Have another look at it.

Can you almost hear Micallef responding: “Yes, we kind of get what you were doing there but for fuck’s sake, WHY? It’s still shit!
Over the years, the washed-up bitter hacks who compile The Bug’s media pisstake columns have also thought of themselves as journalism educators. We’ve explained that newspaper headings can be standard, clever or, sadly, sometimes too clever by half. Maybe we need a new category – Just plain fucking awful – for lamentable offcuts like Barnaby Pulls Up Steaks from Nats.
Here’s the bone we need to pick with the Courier sub that came up with that shocker in a rasher moment.

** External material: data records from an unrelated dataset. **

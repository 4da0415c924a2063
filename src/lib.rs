//! Fitlog Library
//!
//! Natural language parsing of food, water and workout log entries.

pub mod ai;
pub mod build_info;
pub mod catalog;
pub mod config;
pub mod mcp;
pub mod models;
pub mod parser;
pub mod tools;
pub mod units;
//! Food extraction
//!
//! Splits an utterance into food phrases, strips verbs and filler, and
//! resolves each phrase against the catalog.

use std::sync::LazyLock;

use regex::Regex;

use super::quantity::extract_quantity;
use super::segment::{
    contains_word, remove_matches, split_fragments, word_set_regex, FOOD_SEPARATORS,
};
use super::temporal::strip_date_phrases;
use crate::catalog::data::RESTAURANTS;
use crate::catalog::{catalog, find_food};
use crate::models::{FoodItem, ParsedFood};

/// Eating/drinking phrases removed wherever they occur. Longer phrases come
/// first so they win over their own suffixes.
static ACTION_PHRASES: &[&str] = &[
    "i just ate",
    "i just had",
    "i just drank",
    "i just finished",
    "just ate",
    "just had",
    "just drank",
    "i ate",
    "i had",
    "i drank",
    "i consumed",
    "i grabbed",
    "i ordered",
    "i got",
    "for breakfast",
    "for lunch",
    "for dinner",
    "for a snack",
    "ate",
    "had",
    "drank",
    "consumed",
    "grabbed",
    "ordered",
    "eating",
    "drinking",
];

static ACTION_PATTERN: LazyLock<Option<Regex>> =
    LazyLock::new(|| word_set_regex(ACTION_PHRASES));

static FILLER_PATTERN: LazyLock<Option<Regex>> =
    LazyLock::new(|| word_set_regex(&["a", "an", "the", "of", "just", "some", "i"]));

/// Catalog keys that span a separator ("mac and cheese"), longest first
static COMPOUND_KEYS: LazyLock<Option<Regex>> = LazyLock::new(|| {
    let keys = catalog().keys_containing_any(FOOD_SEPARATORS);
    if keys.is_empty() {
        None
    } else {
        word_set_regex(&keys)
    }
});

/// Stands in for spaces inside compound keys while the text is split
const COMPOUND_JOINER: &str = "_";

/// Size words and the catalog prefix they map to
static SIZE_MODIFIERS: &[(&str, &str)] = &[
    ("small", "small"),
    ("medium", "medium"),
    ("large", "large"),
    ("big", "large"),
];

/// Extract every catalog food mentioned in lowercased text
pub fn extract_foods(text: &str) -> Vec<ParsedFood> {
    let text = join_compound_keys(&strip_date_phrases(&strip_restaurant(text)));

    split_fragments(&text, FOOD_SEPARATORS)
        .iter()
        .filter_map(|fragment| parse_fragment(fragment))
        .collect()
}

/// Remove the first restaurant phrase found, if any
fn strip_restaurant(text: &str) -> String {
    match RESTAURANTS.iter().find(|name| text.contains(*name)) {
        Some(name) => text.replacen(name, " ", 1),
        None => text.to_string(),
    }
}

/// Glue compound keys together so the separator inside them survives splitting
fn join_compound_keys(text: &str) -> String {
    match COMPOUND_KEYS.as_ref() {
        Some(re) => re
            .replace_all(text, |caps: &regex::Captures| {
                caps[0].replace(' ', COMPOUND_JOINER)
            })
            .into_owned(),
        None => text.to_string(),
    }
}

fn parse_fragment(fragment: &str) -> Option<ParsedFood> {
    if contains_word(fragment, "water") && !contains_word(fragment, "food") {
        return None;
    }

    let without_verbs = remove_matches(fragment, ACTION_PATTERN.as_ref());
    let (quantity, residual) = extract_quantity(&without_verbs);
    let (size, residual) = split_size(&residual);
    let name = remove_matches(&residual, FILLER_PATTERN.as_ref()).replace(COMPOUND_JOINER, " ");

    if name.chars().count() < 2 || name == "water" {
        return None;
    }

    match resolve(&name, size) {
        Some(item) => Some(ParsedFood {
            name: item.name.to_string(),
            quantity,
            macros: item.macros_for(quantity),
        }),
        None => {
            tracing::debug!(fragment = %fragment, candidate = %name, "No catalog match; dropping fragment");
            None
        }
    }
}

/// Split a leading size word off the phrase. Phrases that already name a
/// sized catalog entry ("big mac", "large fries") are left whole.
fn split_size(text: &str) -> (Option<&'static str>, String) {
    let mut words = text.splitn(2, ' ');
    let first = words.next().unwrap_or_default();
    let rest = words.next().unwrap_or_default().trim();

    let Some((word, prefix)) = SIZE_MODIFIERS.iter().find(|(word, _)| *word == first) else {
        return (None, text.to_string());
    };

    if catalog().contains_key_starting_with(text, word) {
        return (None, text.to_string());
    }

    (Some(*prefix), rest.to_string())
}

/// Resolve a cleaned phrase: sized name, then fries fallbacks, then the bare name
fn resolve(name: &str, size: Option<&str>) -> Option<&'static FoodItem> {
    if let Some(size) = size {
        if let Some(item) = find_food(&format!("{} {}", size, name)) {
            return Some(item);
        }
    } else if let Some(item) = find_food(name) {
        return Some(item);
    }

    if name.contains("fry") || name.contains("fries") {
        if let Some(size) = size {
            if let Some(item) = find_food(&format!("{} fries", size)) {
                return Some(item);
            }
        }
        if let Some(item) = find_food("fries") {
            return Some(item);
        }
    }

    size.and_then(|_| find_food(name))
}

#[cfg(test)]
mod tests {
    use super::*;

    fn names(foods: &[ParsedFood]) -> Vec<&str> {
        foods.iter().map(|f| f.name.as_str()).collect()
    }

    #[test]
    fn test_single_food() {
        let foods = extract_foods("i ate a banana");
        assert_eq!(names(&foods), vec!["Banana"]);
        assert!((foods[0].quantity - 1.0).abs() < 0.001);
        assert_eq!(foods[0].macros.calories, 105);
    }

    #[test]
    fn test_multiple_foods_and_quantities() {
        let foods = extract_foods("had 2 eggs, toast and a coffee");
        assert_eq!(names(&foods), vec!["Egg", "Bread", "Coffee"]);
        assert!((foods[0].quantity - 2.0).abs() < 0.001);
        assert_eq!(foods[0].macros.calories, 156);
    }

    #[test]
    fn test_large_fries_before_default_fries() {
        let foods = extract_foods("large fries");
        assert_eq!(names(&foods), vec!["Large Fries"]);
        assert_eq!(foods[0].macros.calories, 510);

        let foods = extract_foods("fries");
        assert_eq!(foods[0].macros.calories, 320);
    }

    #[test]
    fn test_fry_falls_back_to_sized_fries() {
        assert_eq!(names(&extract_foods("a small fry")), vec!["Small Fries"]);
        assert_eq!(names(&extract_foods("a large fry")), vec!["Large Fries"]);
        assert_eq!(names(&extract_foods("some curly fry")), vec!["Medium Fries"]);
    }

    #[test]
    fn test_big_is_large_except_in_big_mac() {
        assert_eq!(names(&extract_foods("a big mac")), vec!["Big Mac"]);
        assert_eq!(names(&extract_foods("2 big macs")), vec!["Big Mac"]);
        assert_eq!(names(&extract_foods("big fries")), vec!["Large Fries"]);
    }

    #[test]
    fn test_sized_name_without_sized_entry() {
        assert_eq!(names(&extract_foods("a large coke")), vec!["Coca-Cola"]);
    }

    #[test]
    fn test_quantity_doubles_macros_exactly() {
        let one = extract_foods("1 cheeseburger");
        let two = extract_foods("2 cheeseburgers");
        assert_eq!(two[0].macros, one[0].macros + one[0].macros);
    }

    #[test]
    fn test_restaurant_name_is_stripped() {
        let foods = extract_foods("a whopper from burger king");
        assert_eq!(names(&foods), vec!["Whopper"]);

        let foods = extract_foods("a turkey sub from subway");
        assert_eq!(names(&foods), vec!["Turkey Sub"]);
    }

    #[test]
    fn test_water_fragments_are_skipped() {
        assert!(extract_foods("drank 3 glasses of water").is_empty());
        assert!(extract_foods("water").is_empty());
    }

    #[test]
    fn test_water_inside_a_word_is_not_water() {
        // no catalog entry, but the fragment must still reach the matcher
        let foods = extract_foods("a cheeseburger with watermelon");
        assert_eq!(names(&foods), vec!["Cheeseburger"]);
        assert!(parse_fragment("watermelon").is_none());
        assert!(parse_fragment("bottle of water").is_none());
    }

    #[test]
    fn test_compound_keys_survive_splitting() {
        assert_eq!(names(&extract_foods("ate mac and cheese")), vec!["Mac and Cheese"]);
        assert_eq!(
            names(&extract_foods("had macaroni and cheese with a coke")),
            vec!["Mac and Cheese", "Coca-Cola"]
        );
        assert_eq!(
            names(&extract_foods("2 burgers and cheese")),
            vec!["Hamburger", "Cheese"]
        );
    }

    #[test]
    fn test_date_phrases_are_not_quantities() {
        let foods = extract_foods("2 days ago i ate an apple");
        assert_eq!(names(&foods), vec!["Apple"]);
        assert!((foods[0].quantity - 1.0).abs() < 0.001);

        let foods = extract_foods("12 days ago ate an apple");
        assert!((foods[0].quantity - 1.0).abs() < 0.001);
    }

    #[test]
    fn test_action_verbs_anywhere_in_fragment() {
        let foods = extract_foods("for lunch i had pizza");
        assert_eq!(names(&foods), vec!["Pizza"]);
    }

    #[test]
    fn test_verbs_inside_words_are_kept() {
        // "ate" inside "chocolate" must survive verb stripping
        let foods = extract_foods("a chocolate milkshake");
        assert_eq!(names(&foods), vec!["Chocolate Milkshake"]);
    }

    #[test]
    fn test_unmatched_fragments_are_dropped() {
        assert!(extract_foods("i ate unobtainium surprise").is_empty());
        assert!(extract_foods("ran 3 miles in 30 minutes").is_empty());
        assert!(extract_foods("did 3 sets of 12 squats").is_empty());
        assert!(extract_foods("").is_empty());
    }

    #[test]
    fn test_fractional_servings() {
        let foods = extract_foods("half a pizza");
        assert_eq!(names(&foods), vec!["Pizza"]);
        assert!((foods[0].quantity - 0.5).abs() < 0.001);
        assert_eq!(foods[0].macros.calories, 142);
    }
}
//! Shared macro-nutrient data structure
//!
//! Used by catalog entries, parsed foods, and per-parse totals.

use serde::{Deserialize, Serialize};

/// Macro-nutrient breakdown
#[derive(Debug, Clone, Copy, Default, PartialEq, Eq, Serialize, Deserialize)]
pub struct MacroBreakdown {
    pub calories: u32,
    pub protein: u32, // grams
    pub carbs: u32,   // grams
    pub sugar: u32,   // grams
    pub fat: u32,     // grams
}

impl MacroBreakdown {
    pub const fn new(calories: u32, protein: u32, carbs: u32, sugar: u32, fat: u32) -> Self {
        Self {
            calories,
            protein,
            carbs,
            sugar,
            fat,
        }
    }

    /// Create a new MacroBreakdown with all zeros
    pub fn zero() -> Self {
        Self::default()
    }

    /// Scale by a serving multiplier, flooring each value to a whole unit
    pub fn scale(&self, multiplier: f64) -> Self {
        Self {
            calories: scale_floor(self.calories, multiplier),
            protein: scale_floor(self.protein, multiplier),
            carbs: scale_floor(self.carbs, multiplier),
            sugar: scale_floor(self.sugar, multiplier),
            fat: scale_floor(self.fat, multiplier),
        }
    }

    /// Add another breakdown to this one
    pub fn add(&self, other: &MacroBreakdown) -> Self {
        Self {
            calories: self.calories.saturating_add(other.calories),
            protein: self.protein.saturating_add(other.protein),
            carbs: self.carbs.saturating_add(other.carbs),
            sugar: self.sugar.saturating_add(other.sugar),
            fat: self.fat.saturating_add(other.fat),
        }
    }
}

// Negative or NaN multipliers clamp to zero through the saturating cast.
fn scale_floor(value: u32, multiplier: f64) -> u32 {
    (value as f64 * multiplier).floor() as u32
}

impl std::ops::Add for MacroBreakdown {
    type Output = MacroBreakdown;

    fn add(self, other: MacroBreakdown) -> MacroBreakdown {
        MacroBreakdown::add(&self, &other)
    }
}

impl std::ops::Mul<f64> for MacroBreakdown {
    type Output = MacroBreakdown;

    fn mul(self, multiplier: f64) -> MacroBreakdown {
        self.scale(multiplier)
    }
}

impl std::iter::Sum for MacroBreakdown {
    fn sum<I: Iterator<Item = Self>>(iter: I) -> Self {
        iter.fold(MacroBreakdown::zero(), |acc, m| acc + m)
    }
}
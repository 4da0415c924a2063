//! Fitlog
//!
//! An MCP server for parsing natural language food, water and workout logs.

use rmcp::ServiceExt;
use tokio::io::{stdin, stdout};
use tracing_subscriber::EnvFilter;

use fitlog::build_info;
use fitlog::config::Config;
use fitlog::mcp::FitlogService;

#[tokio::main]
async fn main() -> Result<(), Box<dyn std::error::Error>> {
    // Initialize logging (output to stderr to not interfere with MCP stdio)
    tracing_subscriber::fmt()
        .with_env_filter(EnvFilter::from_default_env().add_directive("fitlog=info".parse()?))
        .with_writer(std::io::stderr)
        .init();

    // Print startup banner to stderr
    build_info::print_startup_banner();
    eprintln!("Starting MCP server on stdio...");

    let config = Config::from_env()?;
    if config.ai_enabled() {
        eprintln!("AI extraction: enabled ({})", config.ai_model);
    } else {
        eprintln!("AI extraction: disabled, using local parser");
    }
    eprintln!("Food catalog: {} items", fitlog::catalog::catalog().len());

    // Create the fitlog service
    let service = FitlogService::new(config);

    // Create stdio transport
    let transport = (stdin(), stdout());

    // Start the MCP server
    let server = service.serve(transport).await?;

    // Wait for the server to complete
    server.waiting().await?;

    Ok(())
}
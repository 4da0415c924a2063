//! Unit conversion constants
//!
//! Hydration, distance, and time factors used by the extractors.

// ============================================================================
// Volume
// ============================================================================

/// Fluid ounces in one glass of water
pub const OZ_PER_GLASS: u32 = 8;
/// Milliliters per fluid ounce
pub const ML_PER_FL_OZ: f64 = 29.5735;

// ============================================================================
// Distance and Time
// ============================================================================

/// Miles per kilometer
pub const MILES_PER_KM: f64 = 0.621371;
/// Minutes per hour
pub const MINUTES_PER_HOUR: f64 = 60.0;

/// Convert a glass count to whole fluid ounces (rounded)
pub fn glasses_to_ounces(glasses: f64) -> u32 {
    let ounces = (glasses * OZ_PER_GLASS as f64).round();
    if ounces.is_finite() && ounces > 0.0 {
        ounces.min(u32::MAX as f64) as u32
    } else {
        0
    }
}

/// Convert fluid ounces to milliliters
pub fn ounces_to_ml(ounces: f64) -> f64 {
    ounces * ML_PER_FL_OZ
}

/// Convert kilometers to miles
pub fn km_to_miles(km: f64) -> f64 {
    km * MILES_PER_KM
}

/// Convert hours to whole minutes (rounded)
pub fn hours_to_minutes(hours: f64) -> u32 {
    (hours * MINUTES_PER_HOUR).round() as u32
}
//! Food Catalog MCP Tools
//!
//! Read-only lookups against the built-in food catalog.

use serde::Serialize;

use crate::catalog::{catalog, find_food};
use crate::models::{FoodItem, MacroBreakdown};

/// Summary of a catalog entry for list/lookup results
#[derive(Debug, Serialize)]
pub struct FoodSummary {
    pub name: &'static str,
    pub serving: &'static str,
    pub macros: MacroBreakdown,
    pub keys: &'static [&'static str],
}

impl From<&FoodItem> for FoodSummary {
    fn from(item: &FoodItem) -> Self {
        Self {
            name: item.name,
            serving: item.serving,
            macros: item.macros,
            keys: item.keys,
        }
    }
}

/// Response for lookup_food
#[derive(Debug, Serialize)]
pub struct LookupFoodResponse {
    pub query: String,
    pub found: bool,
    pub food: Option<FoodSummary>,
}

/// Response for list_foods
#[derive(Debug, Serialize)]
pub struct ListFoodsResponse {
    pub foods: Vec<FoodSummary>,
    pub total: usize,
}

/// Resolve a food phrase the same way the parser does
pub fn lookup_food(query: &str) -> Result<LookupFoodResponse, String> {
    if query.trim().is_empty() {
        return Err("Query is empty".to_string());
    }

    let food = find_food(query).map(FoodSummary::from);
    Ok(LookupFoodResponse {
        query: query.to_string(),
        found: food.is_some(),
        food,
    })
}

/// List every catalog entry, sorted by name
pub fn list_foods() -> ListFoodsResponse {
    let mut foods: Vec<FoodSummary> = catalog().items().iter().map(FoodSummary::from).collect();
    foods.sort_by(|a, b| a.name.cmp(b.name));

    ListFoodsResponse {
        total: foods.len(),
        foods,
    }
}

#[cfg(test)]
mod tests {
    use super::*;

    #[test]
    fn test_lookup_alias() {
        let resp = lookup_food("French Fries").unwrap();
        assert!(resp.found);
        let food = resp.food.unwrap();
        assert_eq!(food.name, "Medium Fries");
        assert_eq!(food.macros.calories, 320);
    }

    #[test]
    fn test_lookup_miss_and_empty() {
        let resp = lookup_food("unobtainium").unwrap();
        assert!(!resp.found);
        assert!(resp.food.is_none());

        assert!(lookup_food("  ").is_err());
    }

    #[test]
    fn test_list_is_sorted() {
        let resp = list_foods();
        assert_eq!(resp.total, catalog().len());
        assert!(resp.foods.windows(2).all(|w| w[0].name <= w[1].name));
    }
}
//! AI extraction with local fallback
//!
//! The AI service is tried first when configured; on any failure the
//! deterministic parser produces the same output shape.

pub mod client;
pub mod response;

use chrono::NaiveDate;
use serde::Serialize;
use thiserror::Error;

use crate::models::ParsedResult;
use crate::parser::parse_entry_on;

pub use client::AiExtractor;

/// AI extraction error types
#[derive(Debug, Error)]
pub enum AiError {
    #[error("AI extraction is not configured")]
    NotConfigured,

    #[error("HTTP error: {0}")]
    Http(#[from] reqwest::Error),

    #[error("AI API error ({status}): {message}")]
    Api { status: u16, message: String },

    #[error("Malformed AI response: {0}")]
    Malformed(String),
}

/// Which engine produced a result
#[derive(Debug, Clone, Copy, PartialEq, Eq, Serialize)]
#[serde(rename_all = "lowercase")]
pub enum ExtractionSource {
    Ai,
    Local,
}

impl ExtractionSource {
    pub fn as_str(&self) -> &'static str {
        match self {
            ExtractionSource::Ai => "ai",
            ExtractionSource::Local => "local",
        }
    }
}

/// Try the AI extractor (if any), falling back to the local parser
pub fn extract_with_fallback(
    ai: Option<&AiExtractor>,
    text: &str,
    today: NaiveDate,
) -> (ParsedResult, ExtractionSource) {
    if let Some(ai) = ai {
        match ai.extract(text, today) {
            Ok(result) => return (result, ExtractionSource::Ai),
            Err(e) => {
                tracing::warn!(model = %ai.model(), "AI extraction failed, using local parser: {}", e);
            }
        }
    }

    (parse_entry_on(text, today), ExtractionSource::Local)
}
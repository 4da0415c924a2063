//! Log Entry Parsing Tool
//!
//! Runs an utterance through the AI extractor (when configured) or the local parser.

use chrono::{Local, NaiveDate};
use serde::Serialize;

use crate::ai::{extract_with_fallback, AiExtractor, ExtractionSource};
use crate::config::Config;
use crate::models::{MacroBreakdown, ParsedResult};

const NOT_UNDERSTOOD_MESSAGE: &str =
    "Nothing recognizable was found. Try naming foods, water amounts, or workouts, e.g. \"ate 2 eggs and ran 3 miles\".";

/// Response for parse_log_entry
#[derive(Debug, Serialize)]
pub struct ParseLogEntryResponse {
    pub result: ParsedResult,
    pub source: ExtractionSource,
    pub understood: bool,
    pub message: Option<String>,
    /// Sum of the macros of every food found
    pub food_totals: MacroBreakdown,
    pub water_ml: Option<f64>,
}

/// Parse a free-text log entry
pub fn parse_log_entry(
    config: &Config,
    text: &str,
    date: Option<&str>,
    use_ai: bool,
) -> Result<ParseLogEntryResponse, String> {
    if text.trim().is_empty() {
        return Err("Log entry text is empty".to_string());
    }

    let today = match date {
        Some(d) => NaiveDate::parse_from_str(d.trim(), "%Y-%m-%d")
            .map_err(|e| format!("Invalid date '{}' (expected YYYY-MM-DD): {}", d, e))?,
        None => Local::now().date_naive(),
    };

    let extractor = if use_ai && config.ai_enabled() {
        match AiExtractor::from_config(config) {
            Ok(ai) => Some(ai),
            Err(e) => {
                tracing::warn!("AI extractor unavailable: {}", e);
                None
            }
        }
    } else {
        None
    };

    let (result, source) = extract_with_fallback(extractor.as_ref(), text, today);
    let understood = !result.is_empty();

    tracing::info!(
        source = source.as_str(),
        date = %result.date,
        foods = result.foods.len(),
        water = result.water.is_some(),
        workouts = result.workouts.len(),
        "Parsed log entry"
    );

    Ok(ParseLogEntryResponse {
        food_totals: result.food_totals(),
        water_ml: result.water.map(|w| w.milliliters()),
        message: (!understood).then(|| NOT_UNDERSTOOD_MESSAGE.to_string()),
        result,
        source,
        understood,
    })
}
//! Parsed log records
//!
//! The output contract of both extraction engines.

use chrono::NaiveDate;
use serde::{Deserialize, Serialize};

use super::{MacroBreakdown, WorkoutKind};
use crate::units::ounces_to_ml;

/// A food resolved against the catalog
#[derive(Debug, Clone, PartialEq, Serialize, Deserialize)]
pub struct ParsedFood {
    /// Catalog display name, not the user's wording
    pub name: String,
    /// Servings (always positive)
    pub quantity: f64,
    /// Macros already scaled by quantity
    pub macros: MacroBreakdown,
}

/// Aggregate water intake for one utterance
#[derive(Debug, Clone, Copy, PartialEq, Eq, Serialize, Deserialize)]
pub struct ParsedWater {
    pub ounces: u32,
}

impl ParsedWater {
    pub fn milliliters(&self) -> f64 {
        ounces_to_ml(self.ounces as f64)
    }
}

/// A cardio or strength workout
#[derive(Debug, Clone, PartialEq, Serialize, Deserialize)]
pub struct ParsedWorkout {
    pub kind: WorkoutKind,
    pub duration_minutes: Option<u32>,
    pub distance_miles: Option<f64>,
    pub sets: Option<u32>,
    pub reps: Option<u32>,
    pub is_complete: bool,
}

impl ParsedWorkout {
    pub fn new(kind: WorkoutKind) -> Self {
        Self {
            kind,
            duration_minutes: None,
            distance_miles: None,
            sets: None,
            reps: None,
            is_complete: false,
        }
    }
}

/// Everything extracted from one utterance
#[derive(Debug, Clone, PartialEq, Serialize, Deserialize)]
pub struct ParsedResult {
    pub date: NaiveDate,
    pub foods: Vec<ParsedFood>,
    pub water: Option<ParsedWater>,
    pub workouts: Vec<ParsedWorkout>,
    pub raw_text: String,
}

impl ParsedResult {
    /// True when nothing in the utterance was understood
    pub fn is_empty(&self) -> bool {
        self.foods.is_empty() && self.water.is_none() && self.workouts.is_empty()
    }

    /// Sum of the macros of every parsed food
    pub fn food_totals(&self) -> MacroBreakdown {
        self.foods.iter().map(|f| f.macros).sum()
    }
}
//! MCP server module

pub mod server;

pub use server::FitlogService;
//! Build metadata
//!
//! Build number and timestamp are embedded by build.rs at compile time.

use serde::Serialize;

/// Build number, incremented on each recompilation
pub const BUILD_NUMBER: u64 = match option_env!("FITLOG_BUILD_NUMBER") {
    Some(s) => match parse_u64(s) {
        Some(n) => n,
        None => 0,
    },
    None => 0,
};

/// Build timestamp in ISO 8601 format
pub const BUILD_TIMESTAMP: &str = match option_env!("FITLOG_BUILD_TIMESTAMP") {
    Some(s) => s,
    None => "unknown",
};

pub const VERSION: &str = env!("CARGO_PKG_VERSION");
pub const NAME: &str = env!("CARGO_PKG_NAME");

// Digits only; anything else means the env var was tampered with
const fn parse_u64(s: &str) -> Option<u64> {
    let bytes = s.as_bytes();
    if bytes.is_empty() {
        return None;
    }
    let mut result: u64 = 0;
    let mut i = 0;
    while i < bytes.len() {
        let b = bytes[i];
        if !b.is_ascii_digit() {
            return None;
        }
        result = result * 10 + (b - b'0') as u64;
        i += 1;
    }
    Some(result)
}

/// Build information reported by the status tool
#[derive(Debug, Clone, Serialize)]
pub struct BuildInfo {
    pub name: &'static str,
    pub version: &'static str,
    pub build_number: u64,
    pub build_timestamp: &'static str,
}

impl BuildInfo {
    pub fn current() -> Self {
        Self {
            name: NAME,
            version: VERSION,
            build_number: BUILD_NUMBER,
            build_timestamp: BUILD_TIMESTAMP,
        }
    }

    /// "1.0.0+build.42"
    pub fn version_string(&self) -> String {
        format!("{}+build.{}", self.version, self.build_number)
    }
}

/// Print the startup banner to stderr
pub fn print_startup_banner() {
    let info = BuildInfo::current();
    eprintln!("===============================================");
    eprintln!("  Fitlog - food, water & workout log parser");
    eprintln!("  Version: {}", info.version_string());
    eprintln!("  Compiled: {}", info.build_timestamp);
    eprintln!("===============================================");
}
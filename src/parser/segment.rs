//! Fragment splitting and word matching helpers
//!
//! Shared by the food and workout extractors.

use regex::Regex;

/// Conjunctions that separate food phrases, applied in this order
pub const FOOD_SEPARATORS: &[&str] = &[" and ", ", ", " plus ", " with "];

/// Workout phrases additionally split on sequencing words
pub const WORKOUT_SEPARATORS: &[&str] = &[" and ", ", ", " plus ", " with ", " then "];

/// Split text on each separator in turn, every pass applying to all
/// fragments produced by the previous one. Empty fragments are dropped.
pub fn split_fragments(text: &str, separators: &[&str]) -> Vec<String> {
    let mut fragments = vec![text.to_string()];

    for separator in separators {
        fragments = fragments
            .iter()
            .flat_map(|fragment| fragment.split(separator))
            .map(str::to_string)
            .collect();
    }

    fragments
        .iter()
        .map(|fragment| trim_fragment(fragment))
        .filter(|fragment| !fragment.is_empty())
        .map(str::to_string)
        .collect()
}

/// Trim whitespace and sentence punctuation from both ends
pub fn trim_fragment(text: &str) -> &str {
    text.trim_matches(|c: char| c.is_whitespace() || matches!(c, ',' | '.' | '!' | '?' | ';' | ':'))
}

/// Collapse runs of whitespace into single spaces and trim
pub fn collapse_whitespace(text: &str) -> String {
    text.split_whitespace().collect::<Vec<_>>().join(" ")
}

/// True if `word` occurs in `text` as a whole word (or phrase)
pub fn contains_word(text: &str, word: &str) -> bool {
    if word.is_empty() {
        return false;
    }
    text.match_indices(word).any(|(start, _)| {
        let end = start + word.len();
        let before_ok = text[..start]
            .chars()
            .next_back()
            .map_or(true, |c| !c.is_alphanumeric());
        let after_ok = text[end..]
            .chars()
            .next()
            .map_or(true, |c| !c.is_alphanumeric());
        before_ok && after_ok
    })
}

/// True if any of the words occurs in `text` as a whole word
pub fn contains_any_word(text: &str, words: &[&str]) -> bool {
    words.iter().any(|word| contains_word(text, word))
}

/// Compile a whole-word alternation. Alternatives are tried in slice order
/// at each position, so longer phrases sharing a prefix must come first.
pub fn word_set_regex(words: &[&str]) -> Option<Regex> {
    let alternation = words
        .iter()
        .map(|word| regex::escape(word))
        .collect::<Vec<_>>()
        .join("|");
    Regex::new(&format!(r"\b(?:{})\b", alternation)).ok()
}

/// Remove every match of `pattern` and tidy the remaining whitespace
pub fn remove_matches(text: &str, pattern: Option<&Regex>) -> String {
    match pattern {
        Some(re) => collapse_whitespace(&re.replace_all(text, " ")),
        None => collapse_whitespace(text),
    }
}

“Pulls up steaks” is simply no fucking good even if you read the last par of the Courier story that explains that Pauline Hanson had cooked Joyce a wagyu steak in her sandwich press in her parliamentary suite. It’s a shocker and someone should have their rump kicked over it.
Trust us, BUGgers, we’ll steak our reputations on the belief that no portion of beef made the cut when Joyce quit the Nationals. And even if Joyce’s former colleagues has farewelled him with a generous meat tray from a fellow MP grazier, it would have been left out in the sun for a few days before hand. If Joyce left with a stake, it would have been a prime rib tickler jammed up his ample arse.
Instead, we’re left with the dreadful gut feeling that somewhere in Brisbane, a subeditor who really is a silly sausage if we’re allowed not to mince words has pasted that heading in their electronic CV as something to be rather proud of.